__Exercise description__
The job is to find each line of the records below that includes the word "Mutex" and copy it.

--------------------------------

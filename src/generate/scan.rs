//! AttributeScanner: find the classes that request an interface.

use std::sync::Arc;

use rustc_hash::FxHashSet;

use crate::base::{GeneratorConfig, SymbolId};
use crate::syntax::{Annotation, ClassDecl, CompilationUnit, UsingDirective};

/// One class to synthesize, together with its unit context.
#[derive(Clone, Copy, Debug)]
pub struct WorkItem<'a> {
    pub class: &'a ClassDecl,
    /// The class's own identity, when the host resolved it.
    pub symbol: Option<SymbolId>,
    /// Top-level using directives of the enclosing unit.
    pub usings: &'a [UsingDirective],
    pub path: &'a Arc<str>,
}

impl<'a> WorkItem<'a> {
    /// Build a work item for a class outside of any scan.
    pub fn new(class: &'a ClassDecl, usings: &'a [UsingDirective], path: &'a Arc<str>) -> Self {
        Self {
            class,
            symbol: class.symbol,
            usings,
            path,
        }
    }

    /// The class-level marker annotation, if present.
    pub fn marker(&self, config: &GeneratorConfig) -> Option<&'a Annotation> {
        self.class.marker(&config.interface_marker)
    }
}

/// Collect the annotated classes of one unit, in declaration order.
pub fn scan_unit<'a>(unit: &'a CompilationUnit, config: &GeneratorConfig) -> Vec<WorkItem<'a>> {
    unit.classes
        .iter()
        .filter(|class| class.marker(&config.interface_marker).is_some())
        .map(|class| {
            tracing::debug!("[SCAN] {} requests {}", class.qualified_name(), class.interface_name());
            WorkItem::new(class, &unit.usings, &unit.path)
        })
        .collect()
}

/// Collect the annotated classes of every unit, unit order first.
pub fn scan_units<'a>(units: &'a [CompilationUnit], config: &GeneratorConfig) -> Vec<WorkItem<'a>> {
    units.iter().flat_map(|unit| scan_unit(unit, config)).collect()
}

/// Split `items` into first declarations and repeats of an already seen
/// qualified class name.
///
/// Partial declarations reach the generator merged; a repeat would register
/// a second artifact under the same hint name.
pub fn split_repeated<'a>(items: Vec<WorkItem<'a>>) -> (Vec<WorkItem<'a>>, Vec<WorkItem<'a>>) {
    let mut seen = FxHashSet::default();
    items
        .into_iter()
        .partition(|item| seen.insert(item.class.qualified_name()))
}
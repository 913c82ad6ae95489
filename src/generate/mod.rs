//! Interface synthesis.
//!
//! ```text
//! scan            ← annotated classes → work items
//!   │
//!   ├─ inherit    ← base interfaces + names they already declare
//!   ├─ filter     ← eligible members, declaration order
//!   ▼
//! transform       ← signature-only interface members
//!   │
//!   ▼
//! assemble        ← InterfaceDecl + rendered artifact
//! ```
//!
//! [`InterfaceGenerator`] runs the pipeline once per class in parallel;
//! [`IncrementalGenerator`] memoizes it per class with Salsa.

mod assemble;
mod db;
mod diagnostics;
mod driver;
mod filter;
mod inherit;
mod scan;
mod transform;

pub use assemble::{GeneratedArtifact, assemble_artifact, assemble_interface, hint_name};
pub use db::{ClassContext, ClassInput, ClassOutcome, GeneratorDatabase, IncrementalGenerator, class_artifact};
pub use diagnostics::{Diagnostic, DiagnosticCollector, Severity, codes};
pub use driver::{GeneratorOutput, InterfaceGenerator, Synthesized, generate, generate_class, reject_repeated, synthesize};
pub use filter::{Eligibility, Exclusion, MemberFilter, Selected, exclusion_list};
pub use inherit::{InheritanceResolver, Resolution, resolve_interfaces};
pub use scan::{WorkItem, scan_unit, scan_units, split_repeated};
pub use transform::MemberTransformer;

--------------------------------

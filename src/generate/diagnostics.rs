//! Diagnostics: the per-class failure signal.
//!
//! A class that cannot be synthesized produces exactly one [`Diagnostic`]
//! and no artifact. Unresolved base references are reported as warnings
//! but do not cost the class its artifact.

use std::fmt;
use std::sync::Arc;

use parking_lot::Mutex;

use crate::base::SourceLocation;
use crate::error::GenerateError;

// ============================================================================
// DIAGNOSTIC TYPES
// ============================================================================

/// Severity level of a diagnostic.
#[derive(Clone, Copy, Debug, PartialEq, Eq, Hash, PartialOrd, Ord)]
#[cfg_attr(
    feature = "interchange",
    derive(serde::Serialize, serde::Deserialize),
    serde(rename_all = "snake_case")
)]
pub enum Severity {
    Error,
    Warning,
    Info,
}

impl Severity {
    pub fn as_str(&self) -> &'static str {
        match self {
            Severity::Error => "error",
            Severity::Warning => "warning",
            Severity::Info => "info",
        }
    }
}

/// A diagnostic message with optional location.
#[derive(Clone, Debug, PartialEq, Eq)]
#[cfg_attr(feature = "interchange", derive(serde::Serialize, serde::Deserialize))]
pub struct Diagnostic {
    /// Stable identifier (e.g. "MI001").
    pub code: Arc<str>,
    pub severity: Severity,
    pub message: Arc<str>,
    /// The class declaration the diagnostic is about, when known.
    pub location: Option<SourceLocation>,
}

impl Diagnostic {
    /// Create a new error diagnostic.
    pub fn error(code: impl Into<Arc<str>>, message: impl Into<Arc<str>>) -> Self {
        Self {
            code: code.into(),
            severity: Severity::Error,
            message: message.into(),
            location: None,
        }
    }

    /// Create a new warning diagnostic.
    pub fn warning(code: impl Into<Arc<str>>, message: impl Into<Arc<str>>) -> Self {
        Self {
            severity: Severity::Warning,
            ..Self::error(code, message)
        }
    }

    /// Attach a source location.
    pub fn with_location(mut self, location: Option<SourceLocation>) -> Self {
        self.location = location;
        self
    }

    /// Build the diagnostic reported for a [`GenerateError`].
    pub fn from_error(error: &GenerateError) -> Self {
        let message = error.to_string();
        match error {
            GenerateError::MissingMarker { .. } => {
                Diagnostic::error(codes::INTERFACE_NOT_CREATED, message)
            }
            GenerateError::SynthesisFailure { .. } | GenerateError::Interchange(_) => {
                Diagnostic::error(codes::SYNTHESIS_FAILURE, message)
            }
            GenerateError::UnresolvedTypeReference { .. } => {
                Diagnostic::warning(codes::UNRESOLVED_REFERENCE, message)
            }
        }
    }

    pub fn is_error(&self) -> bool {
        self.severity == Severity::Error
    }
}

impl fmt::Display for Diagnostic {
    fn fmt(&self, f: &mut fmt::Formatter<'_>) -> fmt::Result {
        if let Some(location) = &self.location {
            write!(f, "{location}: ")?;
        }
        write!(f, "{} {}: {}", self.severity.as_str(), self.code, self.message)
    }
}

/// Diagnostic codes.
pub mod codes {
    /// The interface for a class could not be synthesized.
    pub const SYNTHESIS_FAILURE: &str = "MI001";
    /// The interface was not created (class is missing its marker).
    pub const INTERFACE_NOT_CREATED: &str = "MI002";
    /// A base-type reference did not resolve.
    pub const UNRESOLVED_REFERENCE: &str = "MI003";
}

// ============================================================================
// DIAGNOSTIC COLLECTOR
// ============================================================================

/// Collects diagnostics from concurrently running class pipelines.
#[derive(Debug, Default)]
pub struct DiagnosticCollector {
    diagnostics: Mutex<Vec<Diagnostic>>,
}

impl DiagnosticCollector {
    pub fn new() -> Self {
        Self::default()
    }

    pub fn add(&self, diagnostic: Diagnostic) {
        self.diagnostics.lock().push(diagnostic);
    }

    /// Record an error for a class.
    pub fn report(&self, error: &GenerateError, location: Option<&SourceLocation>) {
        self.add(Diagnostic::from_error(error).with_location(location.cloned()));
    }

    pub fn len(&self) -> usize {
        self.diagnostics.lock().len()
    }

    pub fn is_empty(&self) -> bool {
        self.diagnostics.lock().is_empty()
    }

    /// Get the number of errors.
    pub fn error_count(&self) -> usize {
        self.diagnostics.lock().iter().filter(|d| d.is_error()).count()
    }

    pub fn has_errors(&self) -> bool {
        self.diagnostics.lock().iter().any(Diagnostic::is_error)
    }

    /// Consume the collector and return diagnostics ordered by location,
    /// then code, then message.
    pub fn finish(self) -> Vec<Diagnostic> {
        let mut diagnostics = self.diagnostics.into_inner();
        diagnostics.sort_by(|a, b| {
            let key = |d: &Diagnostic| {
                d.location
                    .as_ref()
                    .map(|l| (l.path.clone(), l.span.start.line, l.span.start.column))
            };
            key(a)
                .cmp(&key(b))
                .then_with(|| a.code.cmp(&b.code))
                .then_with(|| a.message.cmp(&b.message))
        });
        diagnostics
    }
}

--------------------------------

__Task result__
use parking_lot::Mutex;
    diagnostics: Mutex<Vec<Diagnostic>>,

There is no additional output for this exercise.